TASK DESCRIPTION>
Your answer should be the lines below from the one holding "next to the" through the one holding "if let Some(found)", copied exactly and with nothing else.

(Dataset entries)
------

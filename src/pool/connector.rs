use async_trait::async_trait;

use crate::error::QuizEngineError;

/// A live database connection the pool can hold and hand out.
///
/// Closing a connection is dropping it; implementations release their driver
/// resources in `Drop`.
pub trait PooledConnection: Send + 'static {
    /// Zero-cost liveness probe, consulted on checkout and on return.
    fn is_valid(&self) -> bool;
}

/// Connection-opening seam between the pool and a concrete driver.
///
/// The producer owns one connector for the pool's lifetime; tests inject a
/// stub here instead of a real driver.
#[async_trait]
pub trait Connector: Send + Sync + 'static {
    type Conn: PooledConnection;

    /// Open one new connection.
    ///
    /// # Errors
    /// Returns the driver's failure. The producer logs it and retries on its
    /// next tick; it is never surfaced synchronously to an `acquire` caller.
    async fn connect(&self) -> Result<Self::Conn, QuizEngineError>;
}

------

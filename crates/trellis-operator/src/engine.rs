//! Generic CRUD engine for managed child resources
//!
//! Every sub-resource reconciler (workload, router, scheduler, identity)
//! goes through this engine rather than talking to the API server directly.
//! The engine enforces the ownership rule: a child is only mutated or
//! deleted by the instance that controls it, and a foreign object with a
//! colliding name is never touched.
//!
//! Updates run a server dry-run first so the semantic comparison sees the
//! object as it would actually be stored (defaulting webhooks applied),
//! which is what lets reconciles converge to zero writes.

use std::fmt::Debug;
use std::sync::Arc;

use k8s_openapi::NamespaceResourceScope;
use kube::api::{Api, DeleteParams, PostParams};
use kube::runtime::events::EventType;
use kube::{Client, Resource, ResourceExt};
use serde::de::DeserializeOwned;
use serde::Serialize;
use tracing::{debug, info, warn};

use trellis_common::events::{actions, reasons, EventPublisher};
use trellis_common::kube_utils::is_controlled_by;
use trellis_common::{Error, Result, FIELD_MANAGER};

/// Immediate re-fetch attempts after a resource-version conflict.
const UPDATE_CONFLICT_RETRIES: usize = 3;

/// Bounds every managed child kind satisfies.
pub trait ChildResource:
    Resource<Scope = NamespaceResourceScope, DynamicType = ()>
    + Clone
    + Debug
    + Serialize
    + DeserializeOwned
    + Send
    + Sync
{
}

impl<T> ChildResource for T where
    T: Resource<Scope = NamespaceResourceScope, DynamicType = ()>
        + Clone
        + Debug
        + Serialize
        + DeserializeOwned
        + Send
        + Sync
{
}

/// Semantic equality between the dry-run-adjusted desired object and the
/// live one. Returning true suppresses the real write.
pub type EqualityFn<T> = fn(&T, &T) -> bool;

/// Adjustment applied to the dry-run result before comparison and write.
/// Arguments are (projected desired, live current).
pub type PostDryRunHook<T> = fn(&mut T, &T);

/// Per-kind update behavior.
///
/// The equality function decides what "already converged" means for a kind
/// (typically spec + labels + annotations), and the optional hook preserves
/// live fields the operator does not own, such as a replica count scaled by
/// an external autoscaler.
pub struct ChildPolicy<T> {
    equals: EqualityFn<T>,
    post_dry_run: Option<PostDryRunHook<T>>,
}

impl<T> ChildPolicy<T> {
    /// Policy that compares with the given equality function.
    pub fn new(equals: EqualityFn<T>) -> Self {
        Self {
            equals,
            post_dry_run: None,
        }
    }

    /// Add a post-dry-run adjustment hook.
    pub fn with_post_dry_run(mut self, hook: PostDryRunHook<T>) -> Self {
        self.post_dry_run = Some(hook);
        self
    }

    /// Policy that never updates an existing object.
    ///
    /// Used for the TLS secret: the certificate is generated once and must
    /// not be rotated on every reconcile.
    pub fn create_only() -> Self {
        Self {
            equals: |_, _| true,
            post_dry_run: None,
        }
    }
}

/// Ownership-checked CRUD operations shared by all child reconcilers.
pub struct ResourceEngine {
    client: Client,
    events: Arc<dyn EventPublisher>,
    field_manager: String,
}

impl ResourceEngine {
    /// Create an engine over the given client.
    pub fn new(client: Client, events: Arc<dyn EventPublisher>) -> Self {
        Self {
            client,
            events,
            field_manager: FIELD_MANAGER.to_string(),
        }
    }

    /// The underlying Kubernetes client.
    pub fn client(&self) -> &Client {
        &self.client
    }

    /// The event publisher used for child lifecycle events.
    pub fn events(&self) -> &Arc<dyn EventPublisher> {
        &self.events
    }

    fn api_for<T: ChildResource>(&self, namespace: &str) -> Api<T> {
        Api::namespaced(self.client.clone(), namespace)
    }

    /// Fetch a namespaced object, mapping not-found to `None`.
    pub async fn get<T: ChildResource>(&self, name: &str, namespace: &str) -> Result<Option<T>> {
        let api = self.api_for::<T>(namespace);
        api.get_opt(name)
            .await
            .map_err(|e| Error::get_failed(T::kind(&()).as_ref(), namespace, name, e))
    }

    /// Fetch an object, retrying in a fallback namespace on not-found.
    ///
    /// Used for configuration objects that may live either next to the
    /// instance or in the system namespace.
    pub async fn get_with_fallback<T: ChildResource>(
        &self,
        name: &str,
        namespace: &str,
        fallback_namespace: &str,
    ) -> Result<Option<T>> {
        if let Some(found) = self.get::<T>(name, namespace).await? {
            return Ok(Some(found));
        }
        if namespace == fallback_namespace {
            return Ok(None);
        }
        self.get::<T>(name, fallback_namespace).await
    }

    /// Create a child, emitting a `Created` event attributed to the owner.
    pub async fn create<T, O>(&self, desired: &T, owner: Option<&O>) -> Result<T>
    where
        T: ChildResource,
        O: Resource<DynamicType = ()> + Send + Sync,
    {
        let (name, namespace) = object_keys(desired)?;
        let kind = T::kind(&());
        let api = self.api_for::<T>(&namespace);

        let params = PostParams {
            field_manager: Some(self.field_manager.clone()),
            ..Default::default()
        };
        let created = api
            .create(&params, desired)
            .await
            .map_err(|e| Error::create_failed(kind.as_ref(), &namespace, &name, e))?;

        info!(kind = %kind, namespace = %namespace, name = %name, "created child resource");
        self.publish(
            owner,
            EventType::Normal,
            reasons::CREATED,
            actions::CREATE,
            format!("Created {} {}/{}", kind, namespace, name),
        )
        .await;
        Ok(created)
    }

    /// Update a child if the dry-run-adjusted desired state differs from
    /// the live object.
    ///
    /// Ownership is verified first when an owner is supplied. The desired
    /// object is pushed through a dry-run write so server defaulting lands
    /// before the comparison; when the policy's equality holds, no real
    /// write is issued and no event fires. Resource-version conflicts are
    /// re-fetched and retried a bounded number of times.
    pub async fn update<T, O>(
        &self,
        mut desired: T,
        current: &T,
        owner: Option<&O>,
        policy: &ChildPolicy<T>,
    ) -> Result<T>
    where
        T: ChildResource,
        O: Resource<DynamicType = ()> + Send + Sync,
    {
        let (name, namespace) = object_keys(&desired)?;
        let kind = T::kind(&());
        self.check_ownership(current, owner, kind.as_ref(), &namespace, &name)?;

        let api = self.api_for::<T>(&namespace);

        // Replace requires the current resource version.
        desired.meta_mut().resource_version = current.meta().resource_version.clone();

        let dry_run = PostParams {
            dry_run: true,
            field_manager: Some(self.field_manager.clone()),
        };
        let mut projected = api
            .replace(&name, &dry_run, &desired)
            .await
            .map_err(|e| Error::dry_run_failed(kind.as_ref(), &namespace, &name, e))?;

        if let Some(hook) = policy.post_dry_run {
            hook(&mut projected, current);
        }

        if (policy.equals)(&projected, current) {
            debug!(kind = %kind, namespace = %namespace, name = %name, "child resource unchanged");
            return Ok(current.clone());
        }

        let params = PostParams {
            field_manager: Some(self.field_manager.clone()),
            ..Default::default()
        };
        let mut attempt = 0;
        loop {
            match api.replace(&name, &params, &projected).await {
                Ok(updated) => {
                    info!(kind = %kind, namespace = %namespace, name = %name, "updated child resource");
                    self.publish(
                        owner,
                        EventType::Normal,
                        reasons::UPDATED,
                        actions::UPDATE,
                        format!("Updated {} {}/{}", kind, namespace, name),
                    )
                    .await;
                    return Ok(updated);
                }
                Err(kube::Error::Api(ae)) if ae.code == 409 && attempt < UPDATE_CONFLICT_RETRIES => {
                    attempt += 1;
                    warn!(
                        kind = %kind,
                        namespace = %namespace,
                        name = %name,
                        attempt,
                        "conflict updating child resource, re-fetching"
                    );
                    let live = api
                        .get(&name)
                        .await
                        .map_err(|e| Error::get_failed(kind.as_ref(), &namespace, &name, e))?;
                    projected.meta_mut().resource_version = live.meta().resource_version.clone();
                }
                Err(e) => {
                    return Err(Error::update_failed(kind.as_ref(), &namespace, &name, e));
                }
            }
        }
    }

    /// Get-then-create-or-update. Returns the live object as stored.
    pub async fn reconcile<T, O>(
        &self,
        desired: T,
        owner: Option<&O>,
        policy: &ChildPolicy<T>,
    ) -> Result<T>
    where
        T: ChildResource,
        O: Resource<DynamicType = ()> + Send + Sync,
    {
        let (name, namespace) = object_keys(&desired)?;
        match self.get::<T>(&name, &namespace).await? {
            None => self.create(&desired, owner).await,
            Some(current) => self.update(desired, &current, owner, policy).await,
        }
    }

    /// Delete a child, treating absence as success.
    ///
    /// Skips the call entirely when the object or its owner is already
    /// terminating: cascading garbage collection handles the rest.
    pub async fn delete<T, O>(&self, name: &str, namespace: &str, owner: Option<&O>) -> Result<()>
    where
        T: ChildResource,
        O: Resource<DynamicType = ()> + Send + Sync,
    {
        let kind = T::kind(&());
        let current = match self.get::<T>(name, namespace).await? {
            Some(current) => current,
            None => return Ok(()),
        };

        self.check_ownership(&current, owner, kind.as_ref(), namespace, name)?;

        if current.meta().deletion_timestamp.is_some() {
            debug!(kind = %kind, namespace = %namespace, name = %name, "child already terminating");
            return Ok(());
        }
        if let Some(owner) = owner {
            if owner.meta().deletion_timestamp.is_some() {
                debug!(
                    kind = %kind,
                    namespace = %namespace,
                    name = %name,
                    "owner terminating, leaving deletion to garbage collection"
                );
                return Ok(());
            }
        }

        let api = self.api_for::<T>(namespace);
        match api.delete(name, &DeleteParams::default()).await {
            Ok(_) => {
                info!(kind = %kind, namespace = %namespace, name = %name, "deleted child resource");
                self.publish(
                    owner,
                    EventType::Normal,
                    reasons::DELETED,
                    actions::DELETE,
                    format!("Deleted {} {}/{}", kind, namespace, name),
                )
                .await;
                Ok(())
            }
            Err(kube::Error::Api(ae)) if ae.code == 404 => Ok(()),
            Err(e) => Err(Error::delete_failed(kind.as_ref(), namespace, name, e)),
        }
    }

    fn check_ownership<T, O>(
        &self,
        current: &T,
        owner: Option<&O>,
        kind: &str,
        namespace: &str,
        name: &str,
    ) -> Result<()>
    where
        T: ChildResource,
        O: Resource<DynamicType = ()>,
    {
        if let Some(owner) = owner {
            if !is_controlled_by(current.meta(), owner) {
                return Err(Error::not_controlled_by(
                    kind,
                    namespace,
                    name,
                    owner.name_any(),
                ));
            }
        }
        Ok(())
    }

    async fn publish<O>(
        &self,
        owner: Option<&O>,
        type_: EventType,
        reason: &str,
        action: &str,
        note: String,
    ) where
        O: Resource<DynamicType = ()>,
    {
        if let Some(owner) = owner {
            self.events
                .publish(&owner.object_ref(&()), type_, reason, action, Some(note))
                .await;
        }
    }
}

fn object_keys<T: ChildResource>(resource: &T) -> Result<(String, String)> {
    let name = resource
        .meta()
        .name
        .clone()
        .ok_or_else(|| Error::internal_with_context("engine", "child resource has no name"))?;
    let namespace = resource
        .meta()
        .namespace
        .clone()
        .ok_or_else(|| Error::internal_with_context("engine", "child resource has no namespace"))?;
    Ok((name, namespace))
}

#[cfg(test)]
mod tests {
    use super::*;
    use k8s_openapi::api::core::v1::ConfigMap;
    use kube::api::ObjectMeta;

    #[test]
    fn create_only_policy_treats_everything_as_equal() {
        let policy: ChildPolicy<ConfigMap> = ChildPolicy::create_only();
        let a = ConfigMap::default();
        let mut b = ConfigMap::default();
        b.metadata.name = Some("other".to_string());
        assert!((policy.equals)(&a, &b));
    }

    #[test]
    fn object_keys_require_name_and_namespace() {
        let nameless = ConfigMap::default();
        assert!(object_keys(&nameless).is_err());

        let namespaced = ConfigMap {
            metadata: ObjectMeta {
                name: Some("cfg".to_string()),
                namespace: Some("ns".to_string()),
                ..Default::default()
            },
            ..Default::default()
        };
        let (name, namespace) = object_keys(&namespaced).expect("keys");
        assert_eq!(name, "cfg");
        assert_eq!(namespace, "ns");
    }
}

------

TASK OUTPUT>
    /// Used for configuration objects that may live either next to the
    /// instance or in the system namespace.
    pub async fn get_with_fallback<T: ChildResource>(
        &self,
        name: &str,
        namespace: &str,
        fallback_namespace: &str,
    ) -> Result<Option<T>> {
        if let Some(found) = self.get::<T>(name, namespace).await? {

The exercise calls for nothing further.